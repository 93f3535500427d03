//! Configuration for leader election, reconnects, stores and clients.

use serde::{Deserialize, Serialize};
use std::time::Duration;

/// Timing for the leader election protocol.
#[derive(Clone, Debug, PartialEq, Serialize, Deserialize)]
#[serde(default)]
pub struct LeaderConfig {
    /// How long an election collects candidates (in milliseconds).
    pub election_timeout_ms: u64,
    /// How often the leader re-announces itself (in milliseconds).
    pub heartbeat_interval_ms: u64,
    /// How long followers wait for a heartbeat before re-electing (in milliseconds).
    pub heartbeat_timeout_ms: u64,
}

impl Default for LeaderConfig {
    fn default() -> Self {
        Self {
            election_timeout_ms: 1000,
            heartbeat_interval_ms: 1000,
            heartbeat_timeout_ms: 3000,
        }
    }
}

impl LeaderConfig {
    pub fn election_timeout(&self) -> Duration {
        Duration::from_millis(self.election_timeout_ms)
    }

    pub fn heartbeat_interval(&self) -> Duration {
        Duration::from_millis(self.heartbeat_interval_ms)
    }

    pub fn heartbeat_timeout(&self) -> Duration {
        Duration::from_millis(self.heartbeat_timeout_ms)
    }
}

/// Backoff for remote reconnects.
#[derive(Clone, Debug, PartialEq, Serialize, Deserialize)]
#[serde(default)]
pub struct ReconnectConfig {
    /// First retry delay, and the delay restored after a successful sync (in milliseconds).
    pub initial_delay_ms: u64,
    /// Factor applied to the delay after every failed attempt.
    pub reconnect_backoff_multiplier: f64,
    /// Upper bound for the retry delay (in milliseconds).
    pub max_reconnect_delay_ms: u64,
}

impl Default for ReconnectConfig {
    fn default() -> Self {
        Self {
            initial_delay_ms: 1000,
            reconnect_backoff_multiplier: 2.0,
            max_reconnect_delay_ms: 30_000,
        }
    }
}

impl ReconnectConfig {
    /// Delay that follows `current_ms` after another failure.
    pub fn next_delay(&self, current_ms: u64) -> u64 {
        let next = (current_ms as f64 * self.reconnect_backoff_multiplier) as u64;
        next.clamp(self.initial_delay_ms.min(self.max_reconnect_delay_ms), self.max_reconnect_delay_ms)
    }
}

/// Configuration for a [`CoordinatingStore`](crate::CoordinatingStore).
#[derive(Clone, Debug, PartialEq, Serialize, Deserialize)]
#[serde(default)]
pub struct StoreConfig {
    /// Unique id of this client; also its leader election id.
    pub client_id: String,
    /// User the client acts for.
    pub user_id: String,
    /// Reconnect policy for the remote.
    pub network_settings: ReconnectConfig,
    /// Leader election timing.
    pub leader: LeaderConfig,
}

impl Default for StoreConfig {
    fn default() -> Self {
        Self {
            client_id: new_client_id(),
            user_id: "anonymous".to_string(),
            network_settings: ReconnectConfig::default(),
            leader: LeaderConfig::default(),
        }
    }
}

/// Configuration for a [`Client`](crate::Client).
#[derive(Clone, Debug, PartialEq, Serialize, Deserialize)]
#[serde(default)]
pub struct ClientConfig {
    pub user_id: String,
    pub client_id: String,
    pub store: StoreConfig,
}

impl Default for ClientConfig {
    fn default() -> Self {
        let store = StoreConfig::default();
        Self {
            user_id: store.user_id.clone(),
            client_id: store.client_id.clone(),
            store,
        }
    }
}

impl ClientConfig {
    /// Store configuration carrying this client's ids.
    pub fn store_config(&self) -> StoreConfig {
        StoreConfig {
            client_id: self.client_id.clone(),
            user_id: self.user_id.clone(),
            ..self.store.clone()
        }
    }
}

/// Builder for client configuration.
pub struct ClientConfigBuilder {
    config: ClientConfig,
}

impl ClientConfigBuilder {
    pub fn new() -> Self {
        Self {
            config: ClientConfig::default(),
        }
    }

    pub fn user_id(mut self, user_id: impl Into<String>) -> Self {
        self.config.user_id = user_id.into();
        self
    }

    pub fn client_id(mut self, client_id: impl Into<String>) -> Self {
        self.config.client_id = client_id.into();
        self
    }

    pub fn election_timeout(mut self, ms: u64) -> Self {
        self.config.store.leader.election_timeout_ms = ms;
        self
    }

    pub fn heartbeat_interval(mut self, ms: u64) -> Self {
        self.config.store.leader.heartbeat_interval_ms = ms;
        self
    }

    pub fn heartbeat_timeout(mut self, ms: u64) -> Self {
        self.config.store.leader.heartbeat_timeout_ms = ms;
        self
    }

    pub fn reconnect_delay(mut self, initial_ms: u64, max_ms: u64) -> Self {
        self.config.store.network_settings.initial_delay_ms = initial_ms;
        self.config.store.network_settings.max_reconnect_delay_ms = max_ms;
        self
    }

    pub fn reconnect_backoff_multiplier(mut self, multiplier: f64) -> Self {
        self.config.store.network_settings.reconnect_backoff_multiplier = multiplier;
        self
    }

    pub fn build(self) -> ClientConfig {
        let mut config = self.config;
        config.store = config.store_config();
        config
    }
}

impl Default for ClientConfigBuilder {
    fn default() -> Self {
        Self::new()
    }
}

/// Fresh, sortable client id.
pub fn new_client_id() -> String {
    ulid::Ulid::new().to_string().to_lowercase()
}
━━━━━━━━
• **Task goal**:
From the material above, return every line that contains "this".

• **Exercise response**:
    /// Unique id of this client; also its leader election id.
    /// Store configuration carrying this client's ids.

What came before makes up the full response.